What you need to do
Copy every line of the records that includes the word "self".

*****

//! Resource table builder.
//!
//! The published device carries one ordered table of named register ranges and interrupt
//! lines. Its shape depends only on the topology; both shapes are kept as templates and the
//! builder fills in addresses and interrupt numbers.

use crate::topology::{Topology, pp_base};
use alloc::vec::Vec;
use utils::define_struct;

pub type Irq = u32;

pub const IRQGP: &str = "IRQGP";
pub const IRQGPMMU: &str = "IRQGPMMU";
pub const IRQPP0: &str = "IRQPP0";
pub const IRQPPMMU0: &str = "IRQPPMMU0";
pub const IRQPP1: &str = "IRQPP1";
pub const IRQPPMMU1: &str = "IRQPPMMU1";
pub const IRQPMU: &str = "IRQPMU";

const GP_OFFSET: usize = 0x0000;
const L2_OFFSET: usize = 0x1000;
const PMU_OFFSET: usize = 0x2000;
const GP_MMU_OFFSET: usize = 0x3000;
const PP_MMU_BASE: usize = 0x4000;
const PP_MMU_STRIDE: usize = 0x1000;

const L2_SIZE: usize = 0x200;
const PP_SIZE: usize = 0x1100;
const UNIT_SIZE: usize = 0x100;

const fn pp_mmu_base(index: usize) -> usize {
    PP_MMU_BASE + PP_MMU_STRIDE * index
}

#[derive(Debug, Clone, Copy, PartialEq, Eq)]
pub enum ResourceKind {
    /// A register range: `start..start + size`.
    Memory { start: usize, size: usize },
    Interrupt(Irq),
}

#[derive(Debug, Clone, Copy, PartialEq, Eq)]
pub struct Resource {
    pub name: &'static str,
    pub kind: ResourceKind,
}

define_struct!(ResourceTable, Vec<Resource>);

impl ResourceTable {
    pub fn by_name(&self, name: &str) -> Option<&Resource> {
        self.iter().find(|res| res.name == name)
    }
}

#[derive(Debug, Clone, Copy, PartialEq, Eq)]
pub struct PpInterrupts {
    pub pp: Irq,
    pub mmu: Irq,
}

/// Interrupt lines resolved for one GPU. `pp[i]` is present for every probed pixel processor.
#[derive(Debug, Clone, Copy, PartialEq, Eq)]
pub struct GpuInterrupts {
    pub gp: Irq,
    pub gp_mmu: Irq,
    pub pp: [Option<PpInterrupts>; 2],
    pub pmu: Irq,
}

impl GpuInterrupts {
    /// Look up every line `topology` needs, in order: GP, GP MMU, each PP with its MMU, PMU.
    /// The first failing lookup is returned together with the name it was asked for.
    pub fn resolve<E>(
        topology: Topology,
        mut lookup: impl FnMut(&'static str) -> Result<Irq, E>,
    ) -> Result<GpuInterrupts, (&'static str, E)> {
        let mut get = |name: &'static str| lookup(name).map_err(|err| (name, err));
        let gp = get(IRQGP)?;
        let gp_mmu = get(IRQGPMMU)?;
        let mut pp = [None; 2];
        for (index, (pp_name, mmu_name)) in [(IRQPP0, IRQPPMMU0), (IRQPP1, IRQPPMMU1)]
            .into_iter()
            .take(topology.cores())
            .enumerate()
        {
            pp[index] = Some(PpInterrupts {
                pp: get(pp_name)?,
                mmu: get(mmu_name)?,
            });
        }
        let pmu = get(IRQPMU)?;
        Ok(GpuInterrupts { gp, gp_mmu, pp, pmu })
    }

    fn line(&self, line: Line) -> Option<Irq> {
        match line {
            Line::Gp => Some(self.gp),
            Line::GpMmu => Some(self.gp_mmu),
            Line::Pp(i) => self.pp.get(i).copied().flatten().map(|pp| pp.pp),
            Line::PpMmu(i) => self.pp.get(i).copied().flatten().map(|pp| pp.mmu),
            Line::Pmu => Some(self.pmu),
        }
    }
}

#[derive(Clone, Copy)]
enum Line {
    Gp,
    GpMmu,
    Pp(usize),
    PpMmu(usize),
    Pmu,
}

#[derive(Clone, Copy)]
enum SlotKind {
    Range { offset: usize, size: usize },
    Irq(Line),
}

#[derive(Clone, Copy)]
struct Slot {
    name: &'static str,
    kind: SlotKind,
}

impl Slot {
    const fn range(name: &'static str, offset: usize, size: usize) -> Slot {
        Slot {
            name,
            kind: SlotKind::Range { offset, size },
        }
    }

    const fn irq(name: &'static str, line: Line) -> Slot {
        Slot {
            name,
            kind: SlotKind::Irq(line),
        }
    }
}

const MALI400_MP1: [Slot; 11] = [
    Slot::range("Mali_L2", L2_OFFSET, L2_SIZE),
    Slot::range("Mali_GP", GP_OFFSET, UNIT_SIZE),
    Slot::irq("Mali_GP_IRQ", Line::Gp),
    Slot::range("Mali_GP_MMU", GP_MMU_OFFSET, UNIT_SIZE),
    Slot::irq("Mali_GP_MMU_IRQ", Line::GpMmu),
    Slot::range("Mali_PP0", pp_base(0), PP_SIZE),
    Slot::irq("Mali_PP0_IRQ", Line::Pp(0)),
    Slot::range("Mali_PP0_MMU", pp_mmu_base(0), UNIT_SIZE),
    Slot::irq("Mali_PP0_MMU_IRQ", Line::PpMmu(0)),
    Slot::range("Mali_PMU", PMU_OFFSET, UNIT_SIZE),
    Slot::irq("Mali_PMU_IRQ", Line::Pmu),
];

const MALI400_MP2: [Slot; 15] = [
    Slot::range("Mali_L2", L2_OFFSET, L2_SIZE),
    Slot::range("Mali_GP", GP_OFFSET, UNIT_SIZE),
    Slot::irq("Mali_GP_IRQ", Line::Gp),
    Slot::range("Mali_GP_MMU", GP_MMU_OFFSET, UNIT_SIZE),
    Slot::irq("Mali_GP_MMU_IRQ", Line::GpMmu),
    Slot::range("Mali_PP0", pp_base(0), PP_SIZE),
    Slot::irq("Mali_PP0_IRQ", Line::Pp(0)),
    Slot::range("Mali_PP0_MMU", pp_mmu_base(0), UNIT_SIZE),
    Slot::irq("Mali_PP0_MMU_IRQ", Line::PpMmu(0)),
    Slot::range("Mali_PP1", pp_base(1), PP_SIZE),
    Slot::irq("Mali_PP1_IRQ", Line::Pp(1)),
    Slot::range("Mali_PP1_MMU", pp_mmu_base(1), UNIT_SIZE),
    Slot::irq("Mali_PP1_MMU_IRQ", Line::PpMmu(1)),
    Slot::range("Mali_PMU", PMU_OFFSET, UNIT_SIZE),
    Slot::irq("Mali_PMU_IRQ", Line::Pmu),
];

fn template(topology: Topology) -> &'static [Slot] {
    match topology {
        Topology::Mp1 => &MALI400_MP1,
        Topology::Mp2 => &MALI400_MP2,
    }
}

/// Build the resource table for a GPU at `base`.
///
/// Returns `None` if memory for the table cannot be obtained, an address overflows, or `irqs`
/// lacks a line the topology needs.
pub fn build_resource_table(
    base: usize,
    topology: Topology,
    irqs: &GpuInterrupts,
) -> Option<ResourceTable> {
    let slots = template(topology);
    let mut table = Vec::new();
    table.try_reserve_exact(slots.len()).ok()?;
    for slot in slots {
        let kind = match slot.kind {
            SlotKind::Range { offset, size } => ResourceKind::Memory {
                start: base.checked_add(offset)?,
                size,
            },
            SlotKind::Irq(line) => ResourceKind::Interrupt(irqs.line(line)?),
        };
        table.push(Resource {
            name: slot.name,
            kind,
        });
    }
    Some(table.into())
}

*****

Task output
    pub fn by_name(&self, name: &str) -> Option<&Resource> {
        self.iter().find(|res| res.name == name)
    fn line(&self, line: Line) -> Option<Irq> {
            Line::Gp => Some(self.gp),
            Line::GpMmu => Some(self.gp_mmu),
            Line::Pp(i) => self.pp.get(i).copied().flatten().map(|pp| pp.pp),
            Line::PpMmu(i) => self.pp.get(i).copied().flatten().map(|pp| pp.mmu),
            Line::Pmu => Some(self.pmu),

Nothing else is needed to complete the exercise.